Operations 32 min read

Continuous Delivery Practices and Automation at Meituan Waimai

Meituan Waimai transformed its release process from a six‑week serial model to a hybrid bi‑weekly and weekly cadence, automating version management, CI pipelines, and deployment to enable continuous delivery that rapidly ships features for over 30 million daily orders while maintaining high quality.

Meituan Technology Team
Meituan Technology Team
Meituan Technology Team
Continuous Delivery Practices and Automation at Meituan Waimai

Meituan Waimai has grown rapidly since its launch in 2013, handling over 30 million daily orders and expanding from a single food delivery service to a platform that includes flash sales, errands, payments, marketing, and advertising. All business teams share a common demand: how to get features released quickly.

0. Introduction

The article reviews the evolution of Meituan Waimai’s delivery models—from early monthly releases, to bi‑weekly releases, and finally a hybrid bi‑weekly plus weekly model—highlighting the key factors that enable effective continuous delivery.

1. Delivery Model

Software delivery involves many stages (requirement analysis, design, coding, testing, deployment). Traditional models (waterfall, iterative, spiral, agile) have been explored, but the focus here is on practical, business‑driven delivery.

2. What is Continuous Delivery?

Continuous Delivery is defined as a product‑value development framework that includes principles and practices to accelerate internal operations and delivery efficiency. It differs from Continuous Integration (code‑to‑build) and Continuous Deployment (code‑to‑users). In Meituan Waimai, it represents a tight feedback loop between users and the delivery team (PM, UI/UX, RD, QA).

3. Evolution of Waimai’s Delivery Model

3.1 Early Serial Delivery

The early model followed a linear “serial” flow with eight steps: requirement review, development, multiple test rounds, gray release, and full release. A version cycle lasted about 6.5 weeks, yielding 11‑12 releases per year.

3.2 Bi‑weekly Iteration

To meet growing business demands, a bi‑weekly release cadence was introduced, parallelizing review, development, and testing. The cycle was reduced to ~5.5 weeks, increasing releases to 22‑24 per year. Key weekly activities (W1‑W7) were defined, and a grouping strategy (AB groups) was applied to balance workload and reduce context switching.

3.3 Bi‑weekly + Weekly Iteration

Further refinement added a weekly dynamic release window for fast‑track features, especially those built with the Mach dynamic framework or React Native (MRN). Pure dynamic requests can be shipped within a week, while combined dynamic‑native features follow the bi‑weekly cadence.
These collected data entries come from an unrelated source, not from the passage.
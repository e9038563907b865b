//! Errand sequencing: nearest-neighbor construction plus 2-opt refinement.
//!
//! Tours are Hamiltonian paths anchored at the start index. There is no
//! return leg.

use std::borrow::Cow;

use serde::{Deserialize, Serialize};
use tracing::{debug, warn};

use crate::campus::{Building, Campus};
use crate::geo::GeoPoint;
use crate::haversine::HaversineMatrix;
use crate::matrix::{self, DEFAULT_OUTDOOR_PENALTY};
use crate::traits::{DistanceMatrixProvider, Located};
use crate::weather::{DEFAULT_COLD_THRESHOLD_C, WeatherContext};

/// Label used for the starting stop.
pub const CURRENT_LOCATION_LABEL: &str = "Current Location";

/// Improvement must beat this to count, so float noise cannot cause cycling.
const IMPROVEMENT_EPSILON: f64 = 1e-9;

#[derive(Debug, Clone, Serialize, Deserialize)]
#[serde(default, deny_unknown_fields)]
pub struct SolveOptions {
    /// Multiplier for non-connected legs in adverse weather.
    pub outdoor_penalty: f64,
    /// Base walking speed in meters per second.
    pub walking_speed_mps: f64,
    /// Temperatures below this count as cold.
    pub cold_threshold_c: f64,
    /// Overrides the campus indoor-connection distance for this solve.
    /// `None` keeps the campus value (50 m unless the data says otherwise).
    pub indoor_connection_threshold_m: Option<f64>,
    /// Cap on full 2-opt sweeps. `None` means n².
    pub max_two_opt_passes: Option<usize>,
}

impl Default for SolveOptions {
    fn default() -> Self {
        Self {
            outdoor_penalty: DEFAULT_OUTDOOR_PENALTY,
            walking_speed_mps: 1.4,
            cold_threshold_c: DEFAULT_COLD_THRESHOLD_C,
            indoor_connection_threshold_m: None,
            max_two_opt_passes: None,
        }
    }
}

/// A user errand already matched to a building.
#[derive(Debug, Clone, PartialEq, Serialize, Deserialize)]
pub struct TaskLocation {
    pub building: Building,
    pub task_description: String,
}

impl TaskLocation {
    pub fn new(building: Building, task_description: impl Into<String>) -> Self {
        Self {
            building,
            task_description: task_description.into(),
        }
    }
}

impl Located for TaskLocation {
    fn location(&self) -> GeoPoint {
        self.building.location
    }
}

#[derive(Debug, Clone, PartialEq, Serialize, Deserialize)]
pub struct RouteStop {
    pub label: String,
    pub location: GeoPoint,
    pub building_id: Option<String>,
    pub task: Option<String>,
}

#[derive(Debug, Clone, PartialEq, Serialize, Deserialize)]
pub struct RouteSegment {
    pub from: String,
    pub to: String,
    pub distance_meters: u32,
    /// Estimated share of the leg walked indoors, 0..=100.
    pub indoor_percentage: u8,
    pub time_estimate_seconds: u32,
}

#[derive(Debug, Clone, PartialEq, Serialize, Deserialize)]
pub struct RoutePlan {
    /// Stops in visiting order, starting with the current location.
    pub path: Vec<RouteStop>,
    pub segments: Vec<RouteSegment>,
    pub total_distance: u32,
    pub total_indoor_percentage: u8,
    pub total_time_minutes: u32,
}

/// Greedy tour: always step to the cheapest unvisited index from the
/// current one.
///
/// Non-finite costs count as unreachable. If nothing unvisited is reachable
/// the tour stops early.
pub fn nearest_neighbor_tour(matrix: &[Vec<f64>], start: usize) -> Vec<usize> {
    let n = matrix.len();
    if start >= n {
        return Vec::new();
    }

    let mut visited = vec![false; n];
    let mut tour = Vec::with_capacity(n);
    let mut current = start;
    visited[current] = true;
    tour.push(current);

    while tour.len() < n {
        let mut best: Option<(usize, f64)> = None;
        for (j, &cost) in matrix[current].iter().enumerate() {
            if visited[j] || !cost.is_finite() {
                continue;
            }
            if best.is_none_or(|(_, best_cost)| cost < best_cost) {
                best = Some((j, cost));
            }
        }

        let Some((next, _)) = best else {
            warn!(visited = tour.len(), total = n, "nearest-neighbor tour ran out of reachable stops");
            break;
        };
        visited[next] = true;
        tour.push(next);
        current = next;
    }

    tour
}

/// Directional cost of walking the tour in order.
pub fn tour_cost(matrix: &[Vec<f64>], tour: &[usize]) -> f64 {
    tour.windows(2).map(|w| matrix[w[0]][w[1]]).sum()
}

/// Cost of `tour[from..=to]` walked forwards, and walked backwards.
fn segment_costs(matrix: &[Vec<f64>], tour: &[usize], from: usize, to: usize) -> (f64, f64) {
    let mut forward = 0.0;
    let mut backward = 0.0;
    for k in from..to {
        forward += matrix[tour[k]][tour[k + 1]];
        backward += matrix[tour[k + 1]][tour[k]];
    }
    (forward, backward)
}

/// One sweep over all segment reversals. Returns true if the tour changed.
fn two_opt_pass(matrix: &[Vec<f64>], tour: &mut [usize]) -> bool {
    let n = tour.len();
    let mut improved = false;

    // Reversing tour[i+1..=j] replaces edges (i, i+1) and (j, j+1) with
    // (i, j) and (i+1, j+1). The first stop never moves.
    for i in 0..n.saturating_sub(2) {
        for j in i + 2..n {
            let a = tour[i];
            let b = tour[i + 1];
            let c = tour[j];
            let tail = tour.get(j + 1).copied();

            let mut before = matrix[a][b];
            let mut after = matrix[a][c];
            if let Some(d) = tail {
                before += matrix[c][d];
                after += matrix[b][d];
            }
            // Inner edges flip direction, which only matters for
            // asymmetric costs.
            let (forward, backward) = segment_costs(matrix, tour, i + 1, j);
            before += forward;
            after += backward;

            if after < before - IMPROVEMENT_EPSILON {
                tour[i + 1..=j].reverse();
                improved = true;
            }
        }
    }

    improved
}

/// 2-opt local search over an open path.
///
/// Only strictly improving reversals are applied and sweeps stop after
/// `max_passes` (n² if `None`), so the result is never worse than the
/// input and the loop always terminates.
pub fn two_opt_improve(matrix: &[Vec<f64>], tour: Vec<usize>, max_passes: Option<usize>) -> Vec<usize> {
    let mut tour = tour;
    let n = tour.len();
    if n < 3 {
        return tour;
    }

    let max_passes = max_passes.unwrap_or(n * n).max(1);
    let mut passes = 0;
    while passes < max_passes {
        passes += 1;
        if !two_opt_pass(matrix, &mut tour) {
            debug!(passes, cost = tour_cost(matrix, &tour), "2-opt converged");
            return tour;
        }
    }

    warn!(max_passes, "2-opt pass budget exhausted, returning current tour");
    tour
}

/// Indoor share for a leg between two points.
fn indoor_percentage(
    from: GeoPoint,
    to: GeoPoint,
    campus: &Campus,
    weather: &WeatherContext,
    options: &SolveOptions,
) -> u8 {
    let from_building = campus.nearest_building(from);
    let to_building = campus.nearest_building(to);

    let pct = match (from_building, to_building) {
        (Some(a), Some(b)) if a.id == b.id => 100,
        (Some(a), Some(b)) if campus.indoor_connected(a, b) => 90,
        _ => weather.baseline_indoor_percentage(options.cold_threshold_c),
    };
    pct.min(100)
}

/// Walking time for a leg. More indoor exposure is treated as a more direct
/// walk.
fn time_estimate_seconds(distance_m: f64, indoor_pct: u8, options: &SolveOptions) -> f64 {
    let speed = options.walking_speed_mps * (f64::from(indoor_pct) / 100.0 + 0.5);
    if speed <= 0.0 { 0.0 } else { distance_m / speed }
}

/// Order the errands into one walking route from `current_location`.
pub fn solve(
    tasks: &[TaskLocation],
    current_location: GeoPoint,
    weather: &WeatherContext,
    campus: &Campus,
    options: &SolveOptions,
) -> RoutePlan {
    solve_with(tasks, current_location, weather, campus, &HaversineMatrix::default(), options)
}

/// `solve` with a caller-supplied distance source.
pub fn solve_with<M: DistanceMatrixProvider>(
    tasks: &[TaskLocation],
    current_location: GeoPoint,
    weather: &WeatherContext,
    campus: &Campus,
    matrix_provider: &M,
    options: &SolveOptions,
) -> RoutePlan {
    let mut stops = Vec::with_capacity(tasks.len() + 1);
    stops.push(RouteStop {
        label: CURRENT_LOCATION_LABEL.to_string(),
        location: current_location,
        building_id: None,
        task: None,
    });
    stops.extend(tasks.iter().map(|task| RouteStop {
        label: task.building.name.clone(),
        location: task.location(),
        building_id: Some(task.building.id.clone()),
        task: Some(task.task_description.clone()),
    }));

    if tasks.is_empty() {
        warn!("solve called without tasks");
        return RoutePlan {
            path: stops,
            segments: Vec::new(),
            total_distance: 0,
            total_indoor_percentage: 0,
            total_time_minutes: 0,
        };
    }

    let campus = match options.indoor_connection_threshold_m {
        Some(meters) if meters != campus.connection_threshold() => {
            debug!(meters, "overriding indoor connection threshold");
            Cow::Owned(campus.clone().with_connection_threshold(meters))
        }
        _ => Cow::Borrowed(campus),
    };

    let points: Vec<GeoPoint> = stops.iter().map(|s| s.location).collect();
    let mut distances = matrix_provider.matrix_for(&points);
    if distances.len() != points.len() || distances.iter().any(|row| row.len() != points.len()) {
        warn!(expected = points.len(), "distance provider returned a malformed matrix, using haversine");
        distances = HaversineMatrix::default().matrix_for(&points);
    }
    let costs = if weather.is_adverse(options.cold_threshold_c) {
        matrix::apply_weather_penalty(distances.clone(), &points, &campus, options.outdoor_penalty)
    } else {
        distances.clone()
    };

    let initial = nearest_neighbor_tour(&costs, 0);
    let initial_cost = tour_cost(&costs, &initial);
    let tour = two_opt_improve(&costs, initial, options.max_two_opt_passes);
    debug!(
        stops = points.len(),
        initial_cost,
        final_cost = tour_cost(&costs, &tour),
        "optimized errand order"
    );

    let mut segments = Vec::with_capacity(tour.len().saturating_sub(1));
    let mut total_seconds = 0.0;
    for leg in tour.windows(2) {
        let (from, to) = (leg[0], leg[1]);
        let distance = distances[from][to];
        let pct = indoor_percentage(points[from], points[to], &campus, weather, options);
        let seconds = time_estimate_seconds(distance, pct, options);
        total_seconds += seconds;

        segments.push(RouteSegment {
            from: stops[from].label.clone(),
            to: stops[to].label.clone(),
            distance_meters: distance.round() as u32,
            indoor_percentage: pct,
            // Rounded up so a non-zero leg never reports zero seconds.
            time_estimate_seconds: seconds.ceil() as u32,
        });
    }

    let total_distance = segments.iter().map(|s| s.distance_meters).sum();
    let total_indoor_percentage = if segments.is_empty() {
        0
    } else {
        let sum: u32 = segments.iter().map(|s| u32::from(s.indoor_percentage)).sum();
        (f64::from(sum) / segments.len() as f64).round() as u8
    };

    let path = tour.iter().map(|&i| stops[i].clone()).collect();

    RoutePlan {
        path,
        segments,
        total_distance,
        total_indoor_percentage,
        total_time_minutes: (total_seconds / 60.0).round() as u32,
    }
}

#[cfg(test)]
mod tests {
    use super::*;

    fn line_matrix(positions: &[f64]) -> Vec<Vec<f64>> {
        positions
            .iter()
            .map(|a| positions.iter().map(|b| (a - b).abs()).collect())
            .collect()
    }

    #[test]
    fn test_nearest_neighbor_visits_all() {
        let matrix = line_matrix(&[0.0, 5.0, 1.0, 3.0]);
        let tour = nearest_neighbor_tour(&matrix, 0);
        assert_eq!(tour, vec![0, 2, 3, 1]);
    }

    #[test]
    fn test_nearest_neighbor_skips_unreachable() {
        let inf = f64::INFINITY;
        let matrix = vec![
            vec![0.0, 1.0, inf],
            vec![1.0, 0.0, inf],
            vec![inf, inf, 0.0],
        ];
        assert_eq!(nearest_neighbor_tour(&matrix, 0), vec![0, 1]);
    }

    #[test]
    fn test_nearest_neighbor_bad_start() {
        assert!(nearest_neighbor_tour(&line_matrix(&[0.0, 1.0]), 5).is_empty());
    }

    #[test]
    fn test_two_opt_untangles_crossing() {
        // Path along a line visited out of order.
        let matrix = line_matrix(&[0.0, 1.0, 2.0, 3.0, 4.0]);
        let tangled = vec![0, 3, 2, 1, 4];
        let before = tour_cost(&matrix, &tangled);
        let improved = two_opt_improve(&matrix, tangled, None);
        assert_eq!(improved, vec![0, 1, 2, 3, 4]);
        assert!(tour_cost(&matrix, &improved) < before);
    }

    #[test]
    fn test_two_opt_keeps_start() {
        let matrix = line_matrix(&[2.0, 0.0, 4.0, 1.0, 3.0]);
        let tour = two_opt_improve(&matrix, vec![0, 1, 2, 3, 4], None);
        assert_eq!(tour[0], 0);
        let mut sorted = tour.clone();
        sorted.sort();
        assert_eq!(sorted, vec![0, 1, 2, 3, 4]);
    }

    #[test]
    fn test_two_opt_asymmetric_never_worse() {
        let matrix = vec![
            vec![0.0, 1.0, 9.0, 4.0],
            vec![7.0, 0.0, 1.0, 8.0],
            vec![2.0, 6.0, 0.0, 1.0],
            vec![1.0, 2.0, 9.0, 0.0],
        ];
        let start = vec![0, 3, 2, 1];
        let before = tour_cost(&matrix, &start);
        let tour = two_opt_improve(&matrix, start, None);
        assert!(tour_cost(&matrix, &tour) < before);
        assert_eq!(tour[0], 0);
        assert_eq!(tour.len(), 4);
    }

    #[test]
    fn test_two_opt_respects_pass_budget() {
        let matrix = line_matrix(&[0.0, 1.0, 2.0, 3.0, 4.0, 5.0]);
        let tangled = vec![0, 5, 4, 3, 2, 1];
        let tour = two_opt_improve(&matrix, tangled.clone(), Some(1));
        assert!(tour_cost(&matrix, &tour) <= tour_cost(&matrix, &tangled));
    }

    #[test]
    fn test_time_estimate_scales_with_indoor_share() {
        let options = SolveOptions::default();
        let outdoor = time_estimate_seconds(140.0, 0, &options);
        let indoor = time_estimate_seconds(140.0, 100, &options);
        assert!((outdoor - 200.0).abs() < 1e-9);
        assert!(indoor < outdoor);
    }

    #[test]
    fn test_options_deserialize_with_defaults() {
        let options: SolveOptions = serde_json::from_str(r#"{"outdoor_penalty": 2.0}"#).unwrap();
        assert_eq!(options.outdoor_penalty, 2.0);
        assert_eq!(options.walking_speed_mps, 1.4);
        assert!(options.max_two_opt_passes.is_none());
        assert!(options.indoor_connection_threshold_m.is_none());
    }

    #[test]
    fn test_options_reject_unknown_fields() {
        let result = serde_json::from_str::<SolveOptions>(r#"{"indoor_threshold": 100.0}"#);
        assert!(result.is_err());
    }
}
//! Polyline representation for route geometries.
//!
//! Indoor routes leave this crate as decoded coordinate sequences. Encoding
//! for a map widget happens in the caller.

use serde::{Deserialize, Serialize};

use crate::geo::{self, GeoPoint};

/// A route geometry as an ordered list of coordinates.
#[derive(Debug, Clone, PartialEq, Serialize, Deserialize)]
pub struct Polyline {
    points: Vec<GeoPoint>,
}

impl Polyline {
    pub fn new(points: Vec<GeoPoint>) -> Self {
        Self { points }
    }

    pub fn points(&self) -> &[GeoPoint] {
        &self.points
    }

    pub fn into_points(self) -> Vec<GeoPoint> {
        self.points
    }

    pub fn is_empty(&self) -> bool {
        self.points.is_empty()
    }

    /// Sum of haversine distances between consecutive points.
    pub fn length_meters(&self) -> f64 {
        self.points
            .windows(2)
            .map(|w| geo::distance(w[0], w[1]))
            .sum()
    }
}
3.4 Automated Version Management

Automation was introduced to handle the increasing complexity of version events (over 40 manual steps per release). A combination of internal tools (Gulf, QA‑Assistant, Tide) schedules and triggers events such as branch creation, CI jobs, packaging, and notifications, reducing manual effort and errors.

3.5 CI Construction

CI pipelines cover five stages: preparation, PR check, development, test submission, and release. Specific checks include independent compilation configuration, PR merge verification, and automatic packaging of shell projects.

3.6 Deployment and Release

Deployment moves a tested build to a test environment; release moves a stable build to production. The process defines clear responsibilities (RD for deployment, QA for approval) and automates gray‑release and full‑release steps, including unattended gray‑release monitoring.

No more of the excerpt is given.